▸ **PROBLEM DETAILS**: Your answer should consist only of the lines below from the one with "repository 39dad45e734a76b3" through the one with "async fn setup()", copied exactly.

┄┄┄┄┄┄┄┄┄┄┄┄┄┄┄┄┄┄┄┄

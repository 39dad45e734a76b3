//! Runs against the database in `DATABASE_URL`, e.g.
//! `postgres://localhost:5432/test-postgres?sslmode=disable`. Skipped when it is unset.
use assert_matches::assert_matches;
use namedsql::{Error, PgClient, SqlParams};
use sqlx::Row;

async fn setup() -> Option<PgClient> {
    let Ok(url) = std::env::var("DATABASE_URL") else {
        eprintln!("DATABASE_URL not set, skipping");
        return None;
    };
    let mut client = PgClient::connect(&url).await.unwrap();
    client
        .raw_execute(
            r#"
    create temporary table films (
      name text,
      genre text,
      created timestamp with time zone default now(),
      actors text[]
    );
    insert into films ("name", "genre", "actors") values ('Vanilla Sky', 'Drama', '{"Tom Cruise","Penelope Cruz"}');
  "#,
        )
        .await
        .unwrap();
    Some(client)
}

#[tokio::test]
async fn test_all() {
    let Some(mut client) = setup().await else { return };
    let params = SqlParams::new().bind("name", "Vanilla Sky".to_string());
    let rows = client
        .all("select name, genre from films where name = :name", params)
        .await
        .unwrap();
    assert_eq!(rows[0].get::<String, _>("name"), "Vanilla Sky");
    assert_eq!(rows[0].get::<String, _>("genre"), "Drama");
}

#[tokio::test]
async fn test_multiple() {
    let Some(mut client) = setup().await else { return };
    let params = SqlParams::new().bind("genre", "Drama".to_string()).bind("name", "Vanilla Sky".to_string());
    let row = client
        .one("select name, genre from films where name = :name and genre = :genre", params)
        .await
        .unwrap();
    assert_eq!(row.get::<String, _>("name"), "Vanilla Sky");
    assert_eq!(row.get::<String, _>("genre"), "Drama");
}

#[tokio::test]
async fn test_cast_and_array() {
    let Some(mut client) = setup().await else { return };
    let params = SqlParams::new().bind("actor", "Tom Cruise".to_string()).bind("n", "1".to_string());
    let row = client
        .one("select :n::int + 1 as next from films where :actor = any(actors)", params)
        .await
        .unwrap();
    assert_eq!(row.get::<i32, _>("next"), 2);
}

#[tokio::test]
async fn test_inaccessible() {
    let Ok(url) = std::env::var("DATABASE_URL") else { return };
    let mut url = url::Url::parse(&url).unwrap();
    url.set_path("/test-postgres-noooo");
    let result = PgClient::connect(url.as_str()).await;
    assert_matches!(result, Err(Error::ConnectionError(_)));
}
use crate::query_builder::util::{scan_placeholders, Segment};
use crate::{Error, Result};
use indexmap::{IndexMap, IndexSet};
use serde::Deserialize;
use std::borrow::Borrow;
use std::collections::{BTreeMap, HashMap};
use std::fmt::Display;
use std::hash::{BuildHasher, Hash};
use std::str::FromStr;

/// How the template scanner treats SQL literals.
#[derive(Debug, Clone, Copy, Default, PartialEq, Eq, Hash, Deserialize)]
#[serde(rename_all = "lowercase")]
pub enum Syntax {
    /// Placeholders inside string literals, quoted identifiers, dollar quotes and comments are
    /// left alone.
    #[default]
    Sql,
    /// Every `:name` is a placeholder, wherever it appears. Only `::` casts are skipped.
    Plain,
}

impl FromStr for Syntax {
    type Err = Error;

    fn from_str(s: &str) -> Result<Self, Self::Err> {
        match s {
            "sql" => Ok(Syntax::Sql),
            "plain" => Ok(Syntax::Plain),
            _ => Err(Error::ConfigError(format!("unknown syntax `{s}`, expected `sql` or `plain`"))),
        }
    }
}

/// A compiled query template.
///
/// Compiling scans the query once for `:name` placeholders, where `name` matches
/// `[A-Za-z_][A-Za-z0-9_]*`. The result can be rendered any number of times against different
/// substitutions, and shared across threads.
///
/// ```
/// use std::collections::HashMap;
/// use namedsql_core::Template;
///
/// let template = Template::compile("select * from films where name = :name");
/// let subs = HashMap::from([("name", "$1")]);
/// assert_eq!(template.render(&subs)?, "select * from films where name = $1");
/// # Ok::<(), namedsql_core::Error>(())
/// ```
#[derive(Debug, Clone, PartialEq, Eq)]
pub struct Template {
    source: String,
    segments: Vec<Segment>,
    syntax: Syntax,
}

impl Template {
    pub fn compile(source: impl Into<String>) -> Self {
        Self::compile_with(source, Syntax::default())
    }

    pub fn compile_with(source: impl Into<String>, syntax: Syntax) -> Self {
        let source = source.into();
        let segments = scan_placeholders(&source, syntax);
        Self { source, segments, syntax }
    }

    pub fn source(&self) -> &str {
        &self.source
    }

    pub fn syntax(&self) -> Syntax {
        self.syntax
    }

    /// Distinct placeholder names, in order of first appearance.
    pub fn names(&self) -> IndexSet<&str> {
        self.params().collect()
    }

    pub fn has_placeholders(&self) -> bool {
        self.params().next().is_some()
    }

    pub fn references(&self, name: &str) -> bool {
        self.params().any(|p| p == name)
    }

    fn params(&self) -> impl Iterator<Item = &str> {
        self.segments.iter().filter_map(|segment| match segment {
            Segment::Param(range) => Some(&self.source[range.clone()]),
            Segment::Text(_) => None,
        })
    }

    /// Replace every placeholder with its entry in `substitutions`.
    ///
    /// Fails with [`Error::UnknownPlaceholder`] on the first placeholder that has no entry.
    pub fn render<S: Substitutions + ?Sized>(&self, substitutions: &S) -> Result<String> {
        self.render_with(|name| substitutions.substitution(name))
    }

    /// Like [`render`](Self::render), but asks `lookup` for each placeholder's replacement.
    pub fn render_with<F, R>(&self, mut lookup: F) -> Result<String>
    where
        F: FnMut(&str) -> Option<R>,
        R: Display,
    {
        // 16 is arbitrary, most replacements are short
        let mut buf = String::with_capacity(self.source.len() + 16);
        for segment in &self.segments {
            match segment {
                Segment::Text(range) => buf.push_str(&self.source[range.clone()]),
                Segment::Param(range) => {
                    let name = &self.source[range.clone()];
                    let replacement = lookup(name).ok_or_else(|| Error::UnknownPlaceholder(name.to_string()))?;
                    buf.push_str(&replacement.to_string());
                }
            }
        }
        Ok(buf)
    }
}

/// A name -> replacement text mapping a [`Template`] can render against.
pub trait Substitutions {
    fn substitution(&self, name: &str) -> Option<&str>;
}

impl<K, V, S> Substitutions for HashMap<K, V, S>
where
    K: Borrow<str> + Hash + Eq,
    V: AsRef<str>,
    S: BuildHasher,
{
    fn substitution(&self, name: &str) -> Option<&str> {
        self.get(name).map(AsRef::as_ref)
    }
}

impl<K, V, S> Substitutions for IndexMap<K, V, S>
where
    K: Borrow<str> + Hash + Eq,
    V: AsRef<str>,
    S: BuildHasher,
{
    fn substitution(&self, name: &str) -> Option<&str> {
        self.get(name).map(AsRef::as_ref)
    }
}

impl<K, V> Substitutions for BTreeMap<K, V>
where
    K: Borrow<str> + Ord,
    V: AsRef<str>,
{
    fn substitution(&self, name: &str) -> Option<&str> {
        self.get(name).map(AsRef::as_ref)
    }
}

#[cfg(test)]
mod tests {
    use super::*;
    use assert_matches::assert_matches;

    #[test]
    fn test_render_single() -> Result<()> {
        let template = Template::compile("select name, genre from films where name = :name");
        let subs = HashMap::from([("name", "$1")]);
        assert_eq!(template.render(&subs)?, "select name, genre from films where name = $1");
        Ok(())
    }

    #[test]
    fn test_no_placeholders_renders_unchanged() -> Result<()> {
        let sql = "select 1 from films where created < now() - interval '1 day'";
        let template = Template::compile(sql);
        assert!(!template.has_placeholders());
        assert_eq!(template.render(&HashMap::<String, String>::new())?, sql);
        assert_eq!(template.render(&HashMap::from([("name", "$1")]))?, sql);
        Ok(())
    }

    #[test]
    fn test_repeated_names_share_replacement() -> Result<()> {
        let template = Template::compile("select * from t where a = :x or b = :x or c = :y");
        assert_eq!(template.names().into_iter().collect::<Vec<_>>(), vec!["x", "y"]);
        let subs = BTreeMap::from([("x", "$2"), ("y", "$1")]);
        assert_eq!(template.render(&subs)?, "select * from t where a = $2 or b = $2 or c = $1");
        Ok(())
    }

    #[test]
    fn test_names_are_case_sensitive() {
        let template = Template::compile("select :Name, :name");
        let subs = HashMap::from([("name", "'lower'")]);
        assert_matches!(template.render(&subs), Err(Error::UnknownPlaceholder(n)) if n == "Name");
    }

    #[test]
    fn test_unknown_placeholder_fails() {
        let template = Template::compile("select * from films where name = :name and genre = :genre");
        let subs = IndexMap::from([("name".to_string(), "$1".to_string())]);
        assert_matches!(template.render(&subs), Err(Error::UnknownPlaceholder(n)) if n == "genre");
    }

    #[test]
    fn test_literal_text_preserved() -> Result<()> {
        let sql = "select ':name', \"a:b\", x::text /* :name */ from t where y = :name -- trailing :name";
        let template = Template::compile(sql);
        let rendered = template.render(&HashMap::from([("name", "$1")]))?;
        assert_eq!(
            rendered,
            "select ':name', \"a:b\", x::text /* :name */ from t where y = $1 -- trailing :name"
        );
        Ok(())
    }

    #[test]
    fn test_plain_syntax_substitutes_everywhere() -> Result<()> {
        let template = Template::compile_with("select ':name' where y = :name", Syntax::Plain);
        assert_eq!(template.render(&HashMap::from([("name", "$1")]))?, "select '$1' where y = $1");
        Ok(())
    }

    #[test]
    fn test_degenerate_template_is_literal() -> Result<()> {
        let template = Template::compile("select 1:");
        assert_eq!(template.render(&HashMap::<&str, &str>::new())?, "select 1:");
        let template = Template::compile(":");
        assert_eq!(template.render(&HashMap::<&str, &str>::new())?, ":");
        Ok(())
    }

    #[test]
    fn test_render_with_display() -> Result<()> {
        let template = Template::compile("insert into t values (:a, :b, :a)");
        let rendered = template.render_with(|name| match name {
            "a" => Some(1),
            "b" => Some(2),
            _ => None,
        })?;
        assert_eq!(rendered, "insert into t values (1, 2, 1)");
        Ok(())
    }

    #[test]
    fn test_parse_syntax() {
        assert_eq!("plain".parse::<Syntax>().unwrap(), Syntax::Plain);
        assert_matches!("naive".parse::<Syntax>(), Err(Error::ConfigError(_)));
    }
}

┄┄┄┄┄┄┄┄┄┄┄┄┄┄┄┄┄┄┄┄

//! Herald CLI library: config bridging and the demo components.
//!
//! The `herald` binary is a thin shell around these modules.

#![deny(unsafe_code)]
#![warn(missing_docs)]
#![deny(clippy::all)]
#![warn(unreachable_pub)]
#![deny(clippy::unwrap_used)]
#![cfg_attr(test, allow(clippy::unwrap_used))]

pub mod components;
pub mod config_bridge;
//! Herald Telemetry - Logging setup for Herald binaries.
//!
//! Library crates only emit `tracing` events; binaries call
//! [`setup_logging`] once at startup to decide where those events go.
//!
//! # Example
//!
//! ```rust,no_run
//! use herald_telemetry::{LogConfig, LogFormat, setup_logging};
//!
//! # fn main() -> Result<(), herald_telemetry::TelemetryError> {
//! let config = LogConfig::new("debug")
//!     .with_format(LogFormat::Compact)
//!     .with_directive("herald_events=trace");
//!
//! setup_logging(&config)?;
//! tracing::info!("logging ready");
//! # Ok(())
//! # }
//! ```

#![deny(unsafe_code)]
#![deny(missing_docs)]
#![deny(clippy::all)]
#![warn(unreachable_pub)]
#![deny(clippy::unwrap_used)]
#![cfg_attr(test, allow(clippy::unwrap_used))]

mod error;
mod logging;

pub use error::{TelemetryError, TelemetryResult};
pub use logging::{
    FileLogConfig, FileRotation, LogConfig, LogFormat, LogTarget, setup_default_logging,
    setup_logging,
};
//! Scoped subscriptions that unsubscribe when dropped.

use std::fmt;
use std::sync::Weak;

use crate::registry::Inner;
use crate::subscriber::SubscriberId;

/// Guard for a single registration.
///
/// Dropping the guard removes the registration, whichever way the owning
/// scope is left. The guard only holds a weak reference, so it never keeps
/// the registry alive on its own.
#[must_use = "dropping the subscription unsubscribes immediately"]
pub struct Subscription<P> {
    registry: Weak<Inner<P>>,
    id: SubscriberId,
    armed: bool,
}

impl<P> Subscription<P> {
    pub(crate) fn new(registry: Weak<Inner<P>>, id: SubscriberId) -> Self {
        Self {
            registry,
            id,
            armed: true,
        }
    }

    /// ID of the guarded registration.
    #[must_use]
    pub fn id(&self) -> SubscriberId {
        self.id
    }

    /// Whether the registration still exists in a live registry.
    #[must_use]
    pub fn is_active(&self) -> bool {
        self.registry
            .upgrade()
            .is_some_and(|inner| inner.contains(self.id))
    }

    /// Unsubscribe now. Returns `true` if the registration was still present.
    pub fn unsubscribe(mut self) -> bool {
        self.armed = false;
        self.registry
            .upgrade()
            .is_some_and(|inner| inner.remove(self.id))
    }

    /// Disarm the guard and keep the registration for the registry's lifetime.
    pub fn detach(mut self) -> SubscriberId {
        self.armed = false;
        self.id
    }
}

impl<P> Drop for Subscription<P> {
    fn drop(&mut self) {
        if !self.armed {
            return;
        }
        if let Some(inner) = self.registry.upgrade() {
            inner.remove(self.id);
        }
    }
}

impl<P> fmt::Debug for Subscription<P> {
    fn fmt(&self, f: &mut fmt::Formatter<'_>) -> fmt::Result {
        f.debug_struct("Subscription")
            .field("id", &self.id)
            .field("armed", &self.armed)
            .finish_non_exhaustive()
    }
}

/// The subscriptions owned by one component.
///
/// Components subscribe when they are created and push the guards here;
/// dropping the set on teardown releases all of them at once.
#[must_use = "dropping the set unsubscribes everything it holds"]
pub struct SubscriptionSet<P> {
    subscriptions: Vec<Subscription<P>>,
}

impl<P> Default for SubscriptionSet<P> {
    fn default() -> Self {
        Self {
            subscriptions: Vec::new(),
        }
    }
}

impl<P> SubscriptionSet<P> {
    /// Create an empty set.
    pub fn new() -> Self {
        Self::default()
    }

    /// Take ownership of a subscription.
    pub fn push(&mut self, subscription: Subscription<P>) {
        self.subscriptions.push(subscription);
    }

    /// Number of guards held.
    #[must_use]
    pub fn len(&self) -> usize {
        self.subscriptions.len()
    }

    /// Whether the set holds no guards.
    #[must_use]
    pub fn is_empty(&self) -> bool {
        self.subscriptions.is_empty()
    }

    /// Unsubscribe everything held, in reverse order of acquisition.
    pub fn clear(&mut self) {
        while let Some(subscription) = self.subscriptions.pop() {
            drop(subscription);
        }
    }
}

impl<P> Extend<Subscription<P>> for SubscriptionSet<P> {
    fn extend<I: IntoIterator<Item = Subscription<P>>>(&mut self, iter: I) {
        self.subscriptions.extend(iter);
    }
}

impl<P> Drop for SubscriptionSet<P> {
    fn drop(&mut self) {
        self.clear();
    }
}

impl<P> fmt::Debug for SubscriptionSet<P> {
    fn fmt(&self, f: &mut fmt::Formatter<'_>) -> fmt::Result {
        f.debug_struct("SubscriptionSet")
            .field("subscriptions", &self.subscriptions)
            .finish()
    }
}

┄┄┄┄┄┄┄┄┄┄┄┄┄┄┄┄┄┄┄┄

▸ **REPLY**:
repository 39dad45e734a76b3
//! Runs against the database in `DATABASE_URL`, e.g.
//! `postgres://localhost:5432/test-postgres?sslmode=disable`. Skipped when it is unset.
use assert_matches::assert_matches;
use namedsql::{Error, PgClient, SqlParams};
use sqlx::Row;

async fn setup() -> Option<PgClient> {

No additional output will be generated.